This article contains a short story that can motivate the reader. in order to better understand how to respond to any incident that happens to us. and this is the motivation stories. please enjoy this article ........
Thinking "Out of the Box"
 Many hundreds of years ago in a small Italian town, a merchant had the misfortune of owing a large sum of money to the moneylender. The moneylender, who was old and ugly, fancied the merchant's beautiful daughter so he proposed a bargain. He said he would forgo the merchant's debt if he could marry the daughter. Both the merchant and his daughter were horrified by the proposal.

The moneylender told them that he would put a black pebble and a white pebble into an empty bag.
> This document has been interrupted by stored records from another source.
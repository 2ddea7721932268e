//! Bagged ensemble of CART trees with majority voting.

use std::collections::BTreeSet;

use linfa::prelude::*;
use linfa_trees::DecisionTree;
use ndarray::{Array1, Array2, ArrayView2, Axis};
use rand::rngs::StdRng;
use rand::{Rng, SeedableRng};
use serde::{Deserialize, Serialize};

use crate::diet::DietError;

#[derive(Debug, Clone, Copy, PartialEq, Eq, Serialize, Deserialize)]
pub struct ForestParams {
    pub n_estimators: usize,
    pub max_depth: Option<usize>,
    pub seed: u64,
}

impl Default for ForestParams {
    fn default() -> Self {
        ForestParams {
            n_estimators: 100,
            max_depth: None,
            seed: 42,
        }
    }
}

#[derive(Debug, Clone, Serialize, Deserialize)]
pub struct DietClassifier {
    /// Sorted label vocabulary; tree outputs index into it.
    labels: Vec<String>,
    n_features: usize,
    trees: Vec<DecisionTree<f64, usize>>,
}

impl DietClassifier {
    /// Fits `params.n_estimators` trees, each on a bootstrap sample of the rows.
    pub fn fit(
        features: ArrayView2<'_, f64>,
        labels: &[String],
        params: &ForestParams,
    ) -> Result<Self, DietError> {
        let n_rows = features.nrows();
        if n_rows == 0 {
            return Err(DietError::NoTrainingData);
        }
        if labels.len() != n_rows {
            return Err(DietError::Fit(format!(
                "{} feature rows but {} labels",
                n_rows,
                labels.len()
            )));
        }
        if params.n_estimators == 0 {
            return Err(DietError::Fit("n_estimators must be at least 1".to_string()));
        }

        let vocabulary: Vec<String> = labels
            .iter()
            .cloned()
            .collect::<BTreeSet<_>>()
            .into_iter()
            .collect();
        let targets: Array1<usize> = labels
            .iter()
            .map(|l| vocabulary.binary_search(l).unwrap_or_default())
            .collect();

        let tree_params = DecisionTree::<f64, usize>::params().max_depth(params.max_depth);
        let mut rng = StdRng::seed_from_u64(params.seed);
        let mut trees = Vec::with_capacity(params.n_estimators);

        for _ in 0..params.n_estimators {
            let sample: Vec<usize> = (0..n_rows).map(|_| rng.gen_range(0..n_rows)).collect();
            let dataset = Dataset::new(
                features.select(Axis(0), &sample),
                targets.select(Axis(0), &sample),
            );
            let tree: DecisionTree<f64, usize> = tree_params
                .fit(&dataset)
                .map_err(|e: linfa::Error| DietError::Fit(e.to_string()))?;
            trees.push(tree);
        }

        Ok(DietClassifier {
            labels: vocabulary,
            n_features: features.ncols(),
            trees,
        })
    }

    pub fn labels(&self) -> &[String] {
        &self.labels
    }

    pub fn n_features(&self) -> usize {
        self.n_features
    }

    /// Majority vote per row. Ties go to the smaller label.
    pub fn predict(&self, features: &Array2<f64>) -> Result<Vec<String>, DietError> {
        if features.ncols() != self.n_features {
            return Err(DietError::Fit(format!(
                "model expects {} features, got {}",
                self.n_features,
                features.ncols()
            )));
        }

        let mut votes = vec![vec![0usize; self.labels.len()]; features.nrows()];
        for tree in &self.trees {
            let predicted: Array1<usize> = tree.predict(features);
            for (row, class) in predicted.iter().enumerate() {
                if let Some(count) = votes[row].get_mut(*class) {
                    *count += 1;
                }
            }
        }

        Ok(votes
            .iter()
            .map(|counts| {
                let mut best = 0;
                for (class, &count) in counts.iter().enumerate() {
                    if count > counts[best] {
                        best = class;
                    }
                }
                self.labels[best].clone()
            })
            .collect())
    }

    pub fn predict_row(&self, row: &[f64]) -> Result<String, DietError> {
        let features = Array1::from(row.to_vec()).insert_axis(Axis(0));
        self.predict(&features)?
            .pop()
            .ok_or_else(|| DietError::Fit("empty prediction".to_string()))
    }
}
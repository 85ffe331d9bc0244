//! Error types used in the library.
//!
//! - Registry errors follow from a name outside the configured players or cards.
//!   These are caller bugs, and are returned before any clause is added.
//! - Oracle errors are returned by an [oracle](crate::oracle) and are passed to the caller of a query unchanged.
//! - A query error notes the knowledge base is inconsistent, rather than some fact being false.
//!
//! Names of the error enums overlap with corresponding structures.
//  As such, throughout the library err::{self} is often used to prefix use of the types with `err::`.

use crate::structures::{atom::Atom, entity::Category};

#[derive(Clone, Debug, Eq, PartialEq)]
pub enum ErrorKind {
    Config(ConfigError),
    Oracle(OracleError),
    Query(QueryError),
    Registry(RegistryError),
    State(StateError),
}

/// Errors when revising a configuration.
#[derive(Clone, Copy, Debug, Eq, PartialEq)]
pub enum ConfigError {
    /// A value outside the bounds of the named option.
    OutOfBounds(&'static str),
}

impl From<ConfigError> for ErrorKind {
    fn from(e: ConfigError) -> Self {
        ErrorKind::Config(e)
    }
}

/// Errors from an oracle.
#[derive(Clone, Debug, Eq, PartialEq)]
pub enum OracleError {
    /// Satisfiability could not be determined within the time allowed.
    TimeUp,

    /// The oracle failed, or could not be reached.
    Failure(String),
}

impl From<OracleError> for ErrorKind {
    fn from(e: OracleError) -> Self {
        ErrorKind::Oracle(e)
    }
}

/// Errors noted when answering a query.
#[derive(Clone, Copy, Debug, Eq, PartialEq)]
pub enum QueryError {
    /// The knowledge base is unsatisfiable with the literal and with its negation.
    /// So, the recorded events contradict one another and no answer is meaningful.
    ContradictoryKnowledgeBase,
}

impl From<QueryError> for ErrorKind {
    fn from(e: QueryError) -> Self {
        ErrorKind::Query(e)
    }
}

/// Errors in the registry of players and cards.
#[derive(Clone, Debug, Eq, PartialEq)]
pub enum RegistryError {
    /// A name which is neither a player nor the case file.
    UnknownEntity(String),

    /// A name which is not a card.
    UnknownCard(String),

    /// An atom which does not encode a pair of an entity and a card.
    UnknownAtom(Atom),

    /// The case file, where a player is required.
    NotAPlayer(String),

    /// A name given twice when building a registry.
    DuplicateName(String),

    /// A category without any cards.
    EmptyCategory(Category),

    /// A registry requires at least one player.
    NoPlayers,
}

impl From<RegistryError> for ErrorKind {
    fn from(e: RegistryError) -> Self {
        ErrorKind::Registry(e)
    }
}

#[derive(Clone, Copy, Debug, PartialEq, Eq)]
pub enum StateError {
    /// Events were recorded, or a query made, before the game axioms were added.
    Uninitialized,

    /// The game axioms have already been added.
    AlreadyInitialized,

    /// A lock guarding a reasoner was poisoned by a panic elsewhere.
    Poisoned,
}

impl From<StateError> for ErrorKind {
    fn from(e: StateError) -> Self {
        ErrorKind::State(e)
    }
}

impl std::fmt::Display for ErrorKind {
    fn fmt(&self, f: &mut std::fmt::Formatter<'_>) -> std::fmt::Result {
        match self {
            Self::Config(ConfigError::OutOfBounds(name)) => {
                write!(f, "Value out of bounds for {name}")
            }

            Self::Oracle(OracleError::TimeUp) => write!(f, "The oracle ran out of time"),
            Self::Oracle(OracleError::Failure(reason)) => write!(f, "Oracle failure: {reason}"),

            Self::Query(QueryError::ContradictoryKnowledgeBase) => {
                write!(f, "The knowledge base is contradictory")
            }

            Self::Registry(e) => match e {
                RegistryError::UnknownEntity(name) => write!(f, "Unknown entity: {name}"),
                RegistryError::UnknownCard(name) => write!(f, "Unknown card: {name}"),
                RegistryError::UnknownAtom(atom) => write!(f, "Unknown atom: {atom}"),
                RegistryError::NotAPlayer(name) => write!(f, "Not a player: {name}"),
                RegistryError::DuplicateName(name) => write!(f, "Duplicate name: {name}"),
                RegistryError::EmptyCategory(category) => write!(f, "No cards for {category}"),
                RegistryError::NoPlayers => write!(f, "No players"),
            },

            Self::State(e) => match e {
                StateError::Uninitialized => write!(f, "The reasoner has not been initialized"),
                StateError::AlreadyInitialized => {
                    write!(f, "The reasoner has already been initialized")
                }
                StateError::Poisoned => write!(f, "A lock on the reasoner was poisoned"),
            },
        }
    }
}

impl std::error::Error for ErrorKind {}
The girl would then have to pick one pebble from the bag. If she picked the black pebble, she would become the moneylender's wife and her father's debt would be forgiven. If she picked the white pebble she need not marry him and her father's debt would still be forgiven. But if she refused to pick a pebble, her father would be thrown into jail.

They were standing on a pebble strewn path in the merchant's garden. As they talked, the moneylender bent over to pick up two pebbles. As he picked them up, the sharp-eyed girl noticed that he had picked up two black pebbles and put them into the bag. He then asked the girl to pick her pebble from the bag.

What would you have done if you were the girl? If you had to advise her, what would you have told her? Careful analysis would produce three possibilities:

1. The girl should refuse to take a pebble.
2. The girl should show that there were two black pebbles in the bag and expose the moneylender as a cheat.
3. The girl should pick a black pebble and sacrifice herself in order to save her father from his debt and imprisonment.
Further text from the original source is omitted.